With its distinctive V-shaped plinth, this celebratory model doffs its cap to the company's first Reference turntable, released in 1993. However, the original acrylic is replaced in the Reference Jubilee's plinth with Panzerholz – the 'armour-plated' wood. This laminate material is sandwiched between layers of aluminium, and the bearing is located front and centre of the V. To the right is the tonearm base, to the left are operation buttons selecting Off, 33.3, 45 and 78rpm. The plinth sits on three spiked feet, all adjustable for levelling.

Hybrid Drive
At the very left corner can be found the 24V DC motor, suspended within a circular turret by 18 tensioned O-rings – nine above the motor and nine below. The turret has cut-outs for the belt to pass through, and is supplied with a cover to be used when the belt is in position.

The Jubilee Reference's motor drive electronics combine both analogue and digital technologies. A ring on the underside of the main platter works in conjunction with a sensor on the plinth to monitor the platter's rotation, using 1598 impulses per revolution. A 12-bit DAC generates a motor reference voltage, which is fed into the analogue motor control circuitry. This compares the feedback from the platter with the reference signal, which is then adjusted accordingly to keep the speed spot-on. It is possible, however, to override this and tweak each speed manually in fine steps.


Main ceramic bearing shaft is exposed here. Also with top off, the ‘high torque’ 24V DC motor is both positioned and decoupled from the main chassis via a series of 18 O-rings [top left]

The platter is a two-piece construction. The lower part is a 15mm-thick, 8.5kg stainless steel disc, and above this is a 50mm, 5kg POM (polyoxymethylene) main platter – both locate onto a central upper bearing housing. Naturally, the turntable makes use of Clearaudio's familiar Ceramic Magnetic Bearing technology, meaning that magnets in the plinth and the lower platter act against each other to support the bearing with minimal physical contact. The ceramic post provides a location feature and the platter effectively floats in the vertical plane, thus reducing friction.

Power to the Reference Jubilee's motor is provided by Clearaudio's small, cylindrical Professional Power 24V unit, now supplied as part of the package.

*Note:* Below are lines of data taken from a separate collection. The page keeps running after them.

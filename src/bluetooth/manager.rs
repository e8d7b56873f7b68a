// Copyright 2026 Daniel Pelikan
//
// Licensed under the Apache License, Version 2.0 (the "License");
// you may not use this file except in compliance with the License.
// You may obtain a copy of the License at
//
//     http://www.apache.org/licenses/LICENSE-2.0
//
// Unless required by applicable law or agreed to in writing, software
// distributed under the License is distributed on an "AS IS" BASIS,
// WITHOUT WARRANTIES OR CONDITIONS OF ANY KIND, either express or implied.
// See the License for the specific language governing permissions and
// limitations under the License.

//! Link manager: owns the connection state and the worker tasks.

use parking_lot::Mutex;
use std::sync::Arc;
use tracing::{debug, error, info, warn};

use super::connect::ConnectWorker;
use super::error::LinkError;
use super::event::{emit, EventSender, LinkEvent};
use super::io::IoWorker;
use super::peer::{resolve, PeerDescriptor};
use super::protocol::{encode_text, FlightFrame};
use super::transport::Transport;
use crate::config::LinkConfig;
use crate::state::LinkState;

/// State guarded by the manager lock.
struct Inner<T: Transport> {
    state: LinkState,
    /// Bumped whenever the workers are replaced, so results from a
    /// superseded attempt are discarded.
    generation: u64,
    peer: Option<PeerDescriptor>,
    connect_worker: Option<ConnectWorker>,
    io_worker: Option<IoWorker<T::Socket>>,
}

impl<T: Transport> Inner<T> {
    fn transition(&mut self, next: LinkState) {
        if self.state == next {
            return;
        }
        debug_assert!(
            self.state.can_transition_to(next),
            "illegal link transition {:?} -> {:?}",
            self.state,
            next
        );
        debug!("Link state {:?} -> {:?}", self.state, next);
        self.state = next;
    }

    /// Cancel both workers and return to `Idle`. Returns the new generation.
    fn reset(&mut self) -> u64 {
        if let Some(worker) = self.connect_worker.take() {
            worker.cancel();
        }
        if let Some(worker) = self.io_worker.take() {
            worker.cancel();
        }
        self.generation += 1;
        self.transition(LinkState::Idle);
        self.generation
    }
}

/// State shared between the manager and its worker tasks.
pub(crate) struct Shared<T: Transport> {
    transport: T,
    config: LinkConfig,
    event_tx: EventSender,
    inner: Mutex<Inner<T>>,
}

impl<T: Transport> Shared<T> {
    pub(crate) fn transport(&self) -> &T {
        &self.transport
    }

    pub(crate) fn config(&self) -> &LinkConfig {
        &self.config
    }

    pub(crate) fn event_sender(&self) -> EventSender {
        self.event_tx.clone()
    }

    fn start_connect(self: &Arc<Self>, peer: PeerDescriptor) {
        let mut inner = self.inner.lock();
        if inner.state != LinkState::Idle {
            info!("Restarting link ({})", inner.state.as_str());
        }

        let generation = inner.reset();
        inner.transition(LinkState::Connecting);
        inner.peer = Some(peer.clone());
        inner.connect_worker = Some(ConnectWorker::spawn(self.clone(), peer, generation));
    }

    /// Called by the connect worker once its attempt has finished.
    pub(crate) fn connect_finished(
        self: &Arc<Self>,
        generation: u64,
        peer: &PeerDescriptor,
        result: Result<T::Socket, LinkError>,
    ) {
        let mut inner = self.inner.lock();
        if inner.generation != generation || inner.state != LinkState::Connecting {
            debug!("Discarding result of superseded connect attempt");
            return;
        }

        // The worker is finishing on its own
        inner.connect_worker = None;

        match result {
            Ok(socket) => {
                inner.transition(LinkState::Connected);
                inner.io_worker = Some(IoWorker::spawn(self.clone(), socket, generation));
                info!("Connected to {}", peer.name);
                emit(
                    &self.event_tx,
                    LinkEvent::Connected {
                        device_name: peer.name.clone(),
                    },
                );
            }
            Err(e) => {
                error!("{}", e);
                inner.transition(LinkState::Idle);
                emit(&self.event_tx, LinkEvent::ConnectionFailed(e.to_string()));
            }
        }
    }

    /// Tear down the session of `generation` after a read or write failure.
    pub(crate) fn io_failed(&self, generation: u64, reason: String) {
        let mut inner = self.inner.lock();
        if inner.generation != generation || inner.state != LinkState::Connected {
            return;
        }

        warn!("Connection lost: {}", reason);
        inner.reset();
        emit(&self.event_tx, LinkEvent::ConnectionLost(reason));
    }
}

/// Public handle to the link. Cheap to clone; clones share the same link.
pub struct LinkManager<T: Transport> {
    shared: Arc<Shared<T>>,
}

impl<T: Transport> Clone for LinkManager<T> {
    fn clone(&self) -> Self {
        Self {
            shared: self.shared.clone(),
        }
    }
}

impl<T: Transport> LinkManager<T> {
    /// Create a manager. Events are delivered on `event_tx`.
    pub fn new(transport: T, config: LinkConfig, event_tx: EventSender) -> Result<Self, LinkError> {
        config.validate()?;

        Ok(Self {
            shared: Arc::new(Shared {
                transport,
                config,
                event_tx,
                inner: Mutex::new(Inner {
                    state: LinkState::Idle,
                    generation: 0,
                    peer: None,
                    connect_worker: None,
                    io_worker: None,
                }),
            }),
        })
    }

    /// Resolve the configured peer and start connecting to it.
    ///
    /// Returns once the attempt is running; the outcome arrives as a
    /// `Connected` or `ConnectionFailed` event. A call while already
    /// connecting or connected cancels the current session first.
    pub async fn connect(&self) -> Result<PeerDescriptor, LinkError> {
        let bonded = match self.shared.transport.bonded_devices().await {
            Ok(bonded) => bonded,
            Err(e) => {
                error!("Failed to list bonded devices: {}", e);
                emit(&self.shared.event_tx, LinkEvent::ConnectionFailed(e.to_string()));
                return Err(e);
            }
        };

        let peer = match resolve(&self.shared.config, &bonded) {
            Ok(peer) => peer,
            Err(e) => {
                warn!("{}", e);
                emit(&self.shared.event_tx, LinkEvent::ConnectionFailed(e.to_string()));
                return Err(e);
            }
        };

        self.shared.start_connect(peer.clone());
        Ok(peer)
    }

    /// Cancel whichever worker is active and return to `Idle`.
    pub fn disconnect(&self) {
        let mut inner = self.shared.inner.lock();
        if inner.state == LinkState::Idle {
            debug!("Disconnect requested while idle");
            return;
        }

        inner.reset();
        info!("Link disconnected");
    }

    /// Write `bytes` to the peer as one buffer.
    pub async fn send(&self, bytes: &[u8]) -> Result<(), LinkError> {
        let writer = {
            let inner = self.shared.inner.lock();
            match (&inner.io_worker, inner.state) {
                (Some(worker), LinkState::Connected) => worker.writer(),
                _ => {
                    warn!(
                        "Dropping {} byte write: link is {}",
                        bytes.len(),
                        inner.state.as_str()
                    );
                    return Err(LinkError::NotConnected);
                }
            }
        };

        match writer.write(bytes).await {
            Ok(()) => Ok(()),
            Err(_) if writer.is_closed() => {
                warn!("Write of {} bytes interrupted: link closed", bytes.len());
                Err(LinkError::NotConnected)
            }
            Err(e) => {
                error!("Write error: {}", e);
                self.shared
                    .io_failed(writer.generation(), format!("write failed: {}", e));
                Err(LinkError::Io(e))
            }
        }
    }

    /// Send a UTF-8 text message.
    pub async fn send_text(&self, text: &str) -> Result<(), LinkError> {
        self.send(&encode_text(text)).await
    }

    /// Send a `[throttle, yaw, pitch, roll]` flight frame.
    pub async fn send_flight_frame(
        &self,
        throttle: i8,
        yaw: i8,
        pitch: i8,
        roll: i8,
    ) -> Result<(), LinkError> {
        let frame = FlightFrame::new(throttle, yaw, pitch, roll);
        self.send(&frame.to_bytes()).await
    }

    pub fn is_connected(&self) -> bool {
        self.state() == LinkState::Connected
    }

    pub fn state(&self) -> LinkState {
        self.shared.inner.lock().state
    }

    /// Peer of the current or most recent connection attempt.
    pub fn peer(&self) -> Option<PeerDescriptor> {
        self.shared.inner.lock().peer.clone()
    }

    pub fn config(&self) -> &LinkConfig {
        &self.shared.config
    }

    #[cfg(test)]
    fn worker_counts(&self) -> (usize, usize) {
        let inner = self.shared.inner.lock();
        (
            inner.connect_worker.is_some() as usize,
            inner.io_worker.is_some() as usize,
        )
    }

    #[cfg(test)]
    fn generation(&self) -> u64 {
        self.shared.inner.lock().generation
    }

    #[cfg(test)]
    fn shared(&self) -> &Arc<Shared<T>> {
        &self.shared
    }
}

That said, the simple plug-top type PSU mentioned in the user manual was also in the box and comparisons here proved very interesting.

For review, the deck was supplied with Clearaudio's £5000 Universal 9in tonearm, in its black finish. This features a carbon fibre armtube, and the model supplied is a new variant with silver internal wire and a DIN output socket rather than a captive arm lead. Also supplied was the Clearaudio VTA adjuster, a £630 addition which makes installation and adjustment that much easier; it's definitely an option box I would tick. There's also a £4460 Jubilee MC cartridge available and, when purchased with the turntable and arm, a 5% discount applies, bringing the total price for these three items to £25,612.

Arm Wrestling
The Reference Jubilee is beautifully engineered, as is the arm, but neither are exactly plug and play, despite the excellent user manual. The arm comes with a set of five different counterweights, and will accommodate a very wide range of cartridge weights and tracking forces, but as these are unscrewed from beneath they are fiddlier than some. In addition, the fine pitch of the weight adjustment screw requires considerable twiddling to effect a decent change. Finally, while I'm in grumbling mode, the cueing device could do with more damping – I found it a tad abrupt in action.

sqnote Musical Maestro
However, with all the faff out of the way it soon becomes clear that taking time with the Reference Jubilee's setup is amply rewarded. Used with my tried-and-tested MC Essence cartridge, Clearaudio's deck/arm combination proved to have a knack of picking the best aspects from a whole different range of musical styles, and serving them up in delicious fashion. Jack of all trades it certainly is, but it's also a master of many…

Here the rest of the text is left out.